Maynulet told the court Wednesday that his shooting of an unarmed Iraqi wounded in a chase was "honorable" and "the right thing to do."

He was found guilty in the May 21, 2004, killing near Kufa, south of Baghdad. He had pleaded not guilty.

Taking the stand for the first time Wednesday, Maynulet described his company's mission and the events that led him to fire twice upon the Iraqi, maintaining that the man was too badly injured to survive.

"He was in a state that I didn't think was dignified — I had to put him out of his misery," Maynulet said. He argued that the killing "was the right thing to do, it was the honorable thing to do."

Prosecutors at the court-martial said Maynulet violated military rules of engagement by shooting an Iraqi who was wounded and unarmed.

Maynulet's 1st Armored Division tank company had been on patrol near Kufa when it was alerted to a car thought to be carrying a driver for radical cleric Muqtada al-Sadr and another militiaman loyal to the Shiite cleric.

They chased the vehicle and fired at it, wounding both the passenger, who fled and was later apprehended, and the driver. The killing was filmed by a U.S. drone surveillance aircraft.

Prosecutors grilled Maynulet on why he didn't treat the Iraqi, pointing out that he had been trained in first aid.

Maynulet said the company's medic, Sgt. Thomas Cassady, had told him: "He's gone, there's nothing we can do." He said he wouldn't question the expertise of his medic.

An Army neurosurgeon, Richard Gullock, testified that it was unclear from the surveillance footage whether the driver was alive or dead at the time of the shooting. In the video, the man appeared to be waving his right arm before the first shot.

"I am aware there can be similar movements in someone who can be considered clinically brain dead," Gullock said.

However, a second neurosurgeon, Lt Col. Rocco Armonda of the Walter Reed Medical Center in Washington, countered that the pattern of the man's movements in the video "indicate he was alive."
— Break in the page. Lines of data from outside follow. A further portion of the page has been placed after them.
//! MariaDB (10.2 and later), also the base of mysql8.
//!
//! Neither server has a lateral join, so a batch becomes one bounded subselect
//! per parent key, combined with `UNION`. Joined pagination is not rendered.

use async_trait::async_trait;
use tracing::debug;

use super::{
    child_extra_join, paging_predicates, DialectModule, PagedSelect, PaginationRequest,
    Technique, TOTAL_COLUMN,
};
use crate::error::{PlanError, PlanResult};
use crate::pagination::interpret::interpret;
use crate::plan::BatchScope;

#[derive(Debug, Clone, Copy, Default)]
pub struct MariaDb;

impl MariaDb {
    fn select_list(&self, select: &PagedSelect<'_>) -> String {
        let alias = self.quote(select.alias);
        if select.with_total() {
            format!("{}.*, count(*) OVER () AS {}", alias, self.quote(TOTAL_COLUMN))
        } else {
            format!("{}.*", alias)
        }
    }

    /// Root pages are a plain derived table.
    fn derived_select(&self, select: &PagedSelect<'_>) -> String {
        let alias = self.quote(select.alias);
        let limit = select.limit.render(self);
        let window = match select.offset {
            Some(offset) => format!("LIMIT {} OFFSET {}", limit, offset),
            None => format!("LIMIT {}", limit),
        };
        [
            "FROM (".to_string(),
            format!("  SELECT {}", self.select_list(select)),
            format!("  FROM {} {}", select.table, alias),
            format!("  WHERE {}", select.where_clause("TRUE")),
            format!("  ORDER BY {}", select.order.to_sql(|s| self.quote(s))),
            format!("  {}", window),
            format!(") {}", alias),
        ]
        .join("\n")
    }

    /// One parenthesised member of a batch union.
    fn union_member(&self, select: &PagedSelect<'_>) -> String {
        let alias = self.quote(select.alias);
        let mut limit = format!("LIMIT {}", select.limit.render(self));
        if let Some(offset) = select.offset.filter(|o| *o > 0) {
            limit.push_str(&format!(" OFFSET {}", offset));
        }

        let mut lines = vec![
            format!("  (SELECT {}", self.select_list(select)),
            format!("  FROM {} {}", select.table, alias),
        ];
        if let Some(extra) = &select.extra_join {
            lines.push(format!(
                "  LEFT JOIN {} {} ON {}",
                extra.table,
                self.quote(&extra.alias),
                extra.condition
            ));
        }
        lines.push(format!("  WHERE {}", select.where_clause("1")));
        lines.push(format!("  ORDER BY {}", select.order.to_sql(|s| self.quote(s))));
        lines.push(format!("  {})", limit));
        lines.join("\n")
    }

    fn join_unions(&self, members: Vec<String>, alias: &str) -> String {
        format!("FROM (\n{}\n) AS {}", members.join("\nUNION\n"), self.quote(alias))
    }

    /// Render one union member per batch value, each filtered to that value.
    async fn batch_union(
        &self,
        req: &PaginationRequest<'_>,
        scope: &BatchScope,
        table: &str,
        alias: &str,
        this_key: &str,
        join_to_child: Option<&str>,
    ) -> PlanResult<String> {
        let node = req.node;
        let paging = interpret(node, self, req.settings)?;
        let mut shared = paging_predicates(self, req).await?;
        shared.extend(paging.seek_condition().cloned());

        let key = format!("{}.{}", self.quote(alias), self.quote(this_key));
        let extra_join = join_to_child.and_then(|join| child_extra_join(node, join));
        let members = scope
            .values()
            .iter()
            .map(|value| {
                let mut conditions = shared.clone();
                conditions.push(format!("{} = {}", key, self.literal(value)));
                let select = PagedSelect::new(table, alias, conditions, &paging)
                    .with_extra_join(extra_join.clone());
                self.union_member(&select)
            })
            .collect();
        Ok(self.join_unions(members, alias))
    }
}

#[async_trait]
impl DialectModule for MariaDb {
    fn name(&self) -> &'static str {
        "mariadb"
    }

    fn quote(&self, identifier: &str) -> String {
        format!("`{}`", identifier)
    }

    fn composite_key(&self, table: &str, columns: &[String]) -> String {
        let keys: Vec<String> = columns
            .iter()
            .map(|c| format!("{}.{}", self.quote(table), self.quote(c)))
            .collect();
        format!("CONCAT({})", keys.join(", "))
    }

    fn supports(&self, technique: Technique) -> bool {
        matches!(
            technique,
            Technique::Root | Technique::BatchedOneToMany | Technique::BatchedManyToMany
        )
    }

    async fn handle_pagination_at_root(
        &self,
        req: &PaginationRequest<'_>,
    ) -> PlanResult<Vec<String>> {
        let node = req.node;
        let paging = interpret(node, self, req.settings)?;
        let mut conditions = paging_predicates(self, req).await?;
        conditions.extend(paging.seek_condition().cloned());

        debug!(dialect = self.name(), node = %node.alias, technique = %Technique::Root, "paginating");
        let select = PagedSelect::new(&node.sql_table, &node.alias, conditions, &paging);
        Ok(vec![self.derived_select(&select)])
    }

    async fn handle_batched_one_to_many_paginated(
        &self,
        req: &PaginationRequest<'_>,
        batch_scope: &BatchScope,
    ) -> PlanResult<Vec<String>> {
        let node = req.node;
        let batch = node
            .sql_batch
            .as_ref()
            .ok_or_else(|| PlanError::plan(format!("'{}' has no sqlBatch", node.name)))?;

        debug!(dialect = self.name(), node = %node.alias, parents = batch_scope.len(), technique = %Technique::BatchedOneToMany, "paginating");
        let union = self
            .batch_union(req, batch_scope, &node.sql_table, &node.alias, &batch.this_key, None)
            .await?;
        Ok(vec![union])
    }

    async fn handle_batched_many_to_many_paginated(
        &self,
        req: &PaginationRequest<'_>,
        batch_scope: &BatchScope,
        join_to_child: &str,
    ) -> PlanResult<Vec<String>> {
        let node = req.node;
        let junction = node
            .junction
            .as_ref()
            .ok_or_else(|| PlanError::plan(format!("'{}' has no junction", node.name)))?;
        let batch = junction
            .sql_batch
            .as_ref()
            .ok_or_else(|| PlanError::plan(format!("'{}' has no junction sqlBatch", node.name)))?;

        debug!(dialect = self.name(), node = %node.alias, parents = batch_scope.len(), technique = %Technique::BatchedManyToMany, "paginating");
        let union = self
            .batch_union(
                req,
                batch_scope,
                &junction.sql_table,
                &junction.alias,
                &batch.this_key,
                Some(join_to_child),
            )
            .await?;
        Ok(vec![
            union,
            format!(
                "LEFT JOIN {} AS {} ON {}",
                node.sql_table,
                self.quote(&node.alias),
                join_to_child
            ),
        ])
    }
}

#[cfg(test)]
mod tests {
    use super::*;
    use crate::pagination::interpret::Limit;
    use crate::pagination::ordering::{Order, OrderColumn};
    use pretty_assertions::assert_eq;

    #[test]
    fn test_composite_key() {
        let key = MariaDb.composite_key("u", &["a".to_string(), "b".to_string()]);
        assert_eq!(key, "CONCAT(`u`.`a`, `u`.`b`)");
    }

    #[test]
    fn test_union_member_omits_zero_offset() {
        let order = Order::new("posts", vec![OrderColumn::desc("id")]);
        let select = PagedSelect {
            table: "posts",
            alias: "posts",
            conditions: vec!["`posts`.`author_id` = 3".to_string()],
            order: &order,
            limit: Limit::Rows(4),
            offset: Some(0),
            join: None,
            extra_join: None,
        };
        assert_eq!(
            MariaDb.union_member(&select),
            "  (SELECT `posts`.*, count(*) OVER () AS `$total`\n  FROM posts `posts`\n  WHERE `posts`.`author_id` = 3\n  ORDER BY `posts`.`id` DESC\n  LIMIT 4)"
        );

        let select = PagedSelect {
            offset: Some(8),
            conditions: vec![],
            ..select
        };
        let member = MariaDb.union_member(&select);
        assert!(member.contains("WHERE 1\n"));
        assert!(member.ends_with("LIMIT 4 OFFSET 8)"));
    }

    #[test]
    fn test_join_unions() {
        let sql = MariaDb.join_unions(vec!["  (A)".into(), "  (B)".into()], "posts");
        assert_eq!(sql, "FROM (\n  (A)\nUNION\n  (B)\n) AS `posts`");
    }
}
Maynulet appeared relaxed and spoke confidently as he testified, recounting the events in great detail.

Questions from the six-member panel — the equivalent of a civilian jury — focused on whether Maynulet tried to hide his actions by failing to report the shooting at the end of the day.

Maynulet said that he discussed the shooting in a debriefing that immediately followed the mission.

Asked directly if he had tried to hide the killing or cover it up, Maynulet replied, "No, not at all."

He further testified that, as company commander, he had more important priorities on the high-profile mission than saving the Iraqi, including searching for two escaped passengers and maintaining the safety of his men.

He testified that he was reluctant to expend limited first aid resources on a man he had been told would die anyway.

Iraq's interim deputy defense minister, Ziad Cattan, testified later Wednesday that he had worked with Maynulet when the soldier was stationed in Baghdad and had contact with Iraqi officials.

Cattan, a district council chairman at the time, described him as "a good soldier and a good officer." Asked about Maynulet's attitude toward Iraqis, Cattan replied that "he is very compassionate."

Maynulet's lawyers have argued that his actions were in line with the Geneva Conventions on the code of war. His command was suspended May 25, but he has remained with his Wiesbaden-based unit.

The U.S. military has referred to the Iraqi driver only as an "unidentified paramilitary member," but relatives named him as Karim Hassan, 36. The family does not dispute that he was working for al-Sadr.